In his excellent book on the Old Testament, entitled The Bible Jesus Read, Phil Yancey tells of a Jewish friend of his who leads tour groups in Israel. As he was growing up his parents had forbidden even the mention of the name of Jesus. But in order to accommodate the Christian groups he was leading, he was forced to read the New Testament and study the life of Christ. He was struck by how the Jewish and Christian faiths intertwined. Yancey writes, “He learned that the conservative Christian groups believed world history was moving toward a culmination in which Israel would play a crucial role. They kept talking about the ‘second coming’ of Jesus, quoting the prophecies he had learned in Hebrew school. As he listened to them, he realized that he and they were waiting for the same thing: a Messiah, a Prince of Peace, to restore justice and peace to a badly fractured planet. The Christians anticipated Messiah’s second coming; as a Jew, he was still looking for the first coming. ‘Wouldn’t it be amazing,’ he once told me, ‘if we found out we were all waiting for the same person?’”

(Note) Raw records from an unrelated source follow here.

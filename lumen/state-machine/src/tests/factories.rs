use ethsign::SecretKey;
use lumen_primitives::{
	hashing::{
		channel_identifier_from_participants,
		hash_secret,
	},
	types::{
		Address,
		BlockExpiration,
		CanonicalIdentifier,
		ChannelIdentifier,
		Locksroot,
		Secret,
		SecretHash,
		TokenAmount,
		U256,
		U64,
	},
};

use crate::types::{
	ChainState,
	ChannelState,
	Envelope,
	HashTimeLockState,
	PendingLock,
	RouteState,
};

/// Deterministic test identities.
#[derive(Copy, Clone, Debug)]
pub enum Keyring {
	Alice,
	Bob,
	Charlie,
	Dave,
	Eve,
}

impl Keyring {
	fn seed(&self) -> u8 {
		match self {
			Keyring::Alice => 1,
			Keyring::Bob => 2,
			Keyring::Charlie => 3,
			Keyring::Dave => 4,
			Keyring::Eve => 5,
		}
	}

	pub fn secret_key(&self) -> SecretKey {
		SecretKey::from_raw(&[self.seed(); 32]).expect("Valid test key")
	}

	pub fn address(&self) -> Address {
		Address::from_slice(&self.secret_key().public().address()[..])
	}
}

pub const TOKEN: Address = Address::repeat_byte(0xAA);
pub const TOKEN_NETWORK: Address = Address::repeat_byte(0xBB);
pub const SECRET_REGISTRY: Address = Address::repeat_byte(0xCC);

pub fn make_secret(seed: u8) -> (Secret, SecretHash) {
	let secret = Secret::repeat_byte(seed);
	let secrethash = hash_secret(secret.as_bytes());
	(secret, secrethash)
}

/// A channel between `our` and `partner`, open since block one.
pub fn make_channel(
	our: Keyring,
	partner: Keyring,
	our_deposit: u64,
	partner_deposit: u64,
) -> ChannelState {
	make_channel_with_timeouts(our, partner, our_deposit, partner_deposit, 30, 600)
}

pub fn make_channel_with_timeouts(
	our: Keyring,
	partner: Keyring,
	our_deposit: u64,
	partner_deposit: u64,
	reveal_timeout: u64,
	settle_timeout: u64,
) -> ChannelState {
	let channel_identifier = channel_identifier_from_participants(
		our.address(),
		partner.address(),
		TOKEN,
		TOKEN_NETWORK,
	);
	let mut channel_state = ChannelState::new(
		CanonicalIdentifier::new(channel_identifier, U64::from(1)),
		TOKEN,
		TOKEN_NETWORK,
		our.address(),
		partner.address(),
		U64::from(reveal_timeout),
		U64::from(settle_timeout),
	)
	.expect("Channel parameters should be valid");
	channel_state.our_state.contract_balance = TokenAmount::from(our_deposit);
	channel_state.partner_state.contract_balance = TokenAmount::from(partner_deposit);
	channel_state
}

/// A chain state owning the given channels, positioned at block ten.
pub fn make_chain_state(our: Keyring, channels: Vec<ChannelState>) -> ChainState {
	let mut chain_state = ChainState::new(
		U256::from(4321),
		U64::from(10),
		our.address(),
		TOKEN_NETWORK,
		SECRET_REGISTRY,
	);
	for channel_state in channels {
		chain_state
			.channels
			.insert(channel_state.canonical_identifier.channel_identifier, channel_state);
	}
	chain_state
}

/// An envelope from the channel's partner carrying its next nonce.
pub fn make_partner_envelope(
	channel_state: &ChannelState,
	transferred_amount: TokenAmount,
	locksroot: Locksroot,
) -> Envelope {
	Envelope {
		nonce: channel_state.partner_state.next_nonce(),
		canonical_identifier: channel_state.canonical_identifier.clone(),
		transferred_amount,
		locksroot,
		sender: channel_state.partner_state.address,
		signature: vec![0; 65].into(),
	}
}

/// A route over the channel towards `hop`.
pub fn make_route(hop: Keyring, channel_state: &ChannelState) -> RouteState {
	RouteState {
		hop_node: hop.address(),
		channel_identifier: channel_state.canonical_identifier.channel_identifier,
		settle_timeout: channel_state.settle_timeout,
		reveal_timeout: channel_state.reveal_timeout,
		fee: TokenAmount::zero(),
		available_balance: channel_state.distributable(),
		closed_block: U64::zero(),
	}
}

/// Force a pending lock into one side of a channel, bypassing message
/// validation. Useful to set up lock-heavy scenarios quickly.
pub fn register_pending_lock(
	channel_state: &mut ChannelState,
	partner_side: bool,
	amount: u64,
	expiration: BlockExpiration,
	secrethash: SecretHash,
) {
	let end_state = if partner_side {
		&mut channel_state.partner_state
	} else {
		&mut channel_state.our_state
	};
	let lock = HashTimeLockState::new(TokenAmount::from(amount), expiration, secrethash);
	let tree = end_state
		.lock_tree
		.add(secrethash, lock.leaf())
		.expect("Lock should not exist yet");
	let merkle_position = tree.len() - 1;
	end_state.set_lock_tree(tree);
	end_state.pending_locks.insert(secrethash, PendingLock { lock, merkle_position });
}

/// Channel identifier shorthand.
pub fn channel_id(channel_state: &ChannelState) -> ChannelIdentifier {
	channel_state.canonical_identifier.channel_identifier
}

And, of course, we are. We worship the Jewish Messiah, prophesied about in the Old Testament who came to the world 2000 years ago, and will return to the world to establish his righteous kingdom on earth. In the Old Testament, he was anticipated; In the New Testament, he is realized. He is the One for whom the world was waiting. The world was waiting in response to a promise. As we celebrate an Old Testament Christmas, we do so because first of all: It is a Christmas of Promise. What was the promise? It was this: “For to us a child is born, to us a son is given, and the government will be on his shoulders. And he will be called Wonderful Counselor, Mighty God, Everlasting Father, Prince of Peace. Of the increase of his government and peace there will be no end. He will reign on David’s throne and over his kingdom, establishing and upholding it with justice and righteousness from that time on and forever. The zeal of the Lord Almighty will accomplish this” (Isaiah 9:6-7).
The Old Testament was the Bible of Jesus, and he understood that he was the fulfillment of its prophesies. He said, “Do not think that I have come to abolish the Law or the Prophets; I have not come to abolish them but to fulfill them” (Matthew 5:17). When he came, he quoted the Old Testament to describe his ministry and its fulfillment of the promise. He said, “If you believed Moses, you would believe me, for he wrote about me” (John 5:46). Paul spoke of, “the gospel he promised beforehand through his prophets in the Holy Scriptures regarding his Son, who as to his human nature was a descendant of David, and who through the Spirit of holiness was declared with power to be the Son of God by his resurrection from the dead: Jesus Christ our Lord” (Romans 1:1_4).
Why was a promise needed? Because these were the people who were living in gloom and walking in darkness. The great covenant of God and the promises of his blessings seemed to be derailed. They had not experienced the blessings of the covenant, and they were currently living under its curse. Because of Israel’s sin, their land had been overrun by her enemies. Jerusalem had been destroyed and the temple had been looted and burned. They had been taken by their captors and deported into a strange land with abhorrent customs. Psalm 137 describes the emotional condition of Israel during her captivity: “By the rivers of Babylon we sat and wept when we remembered Zion. There on the poplars we hung our harps, for there our captors asked us for songs, our tormentors demanded songs of joy; they said, ‘Sing us one of the songs of Zion!’ How can we sing the songs of the Lord while in a foreign land? If I forget you, O Jerusalem, may my right hand forget its skill. May my tongue cling to the roof of my mouth . . .” (Psalm 137:1_6). The Jews in exile clung to the promise of Messiah and the restoration of Jerusalem like a dying man clutches at each breath.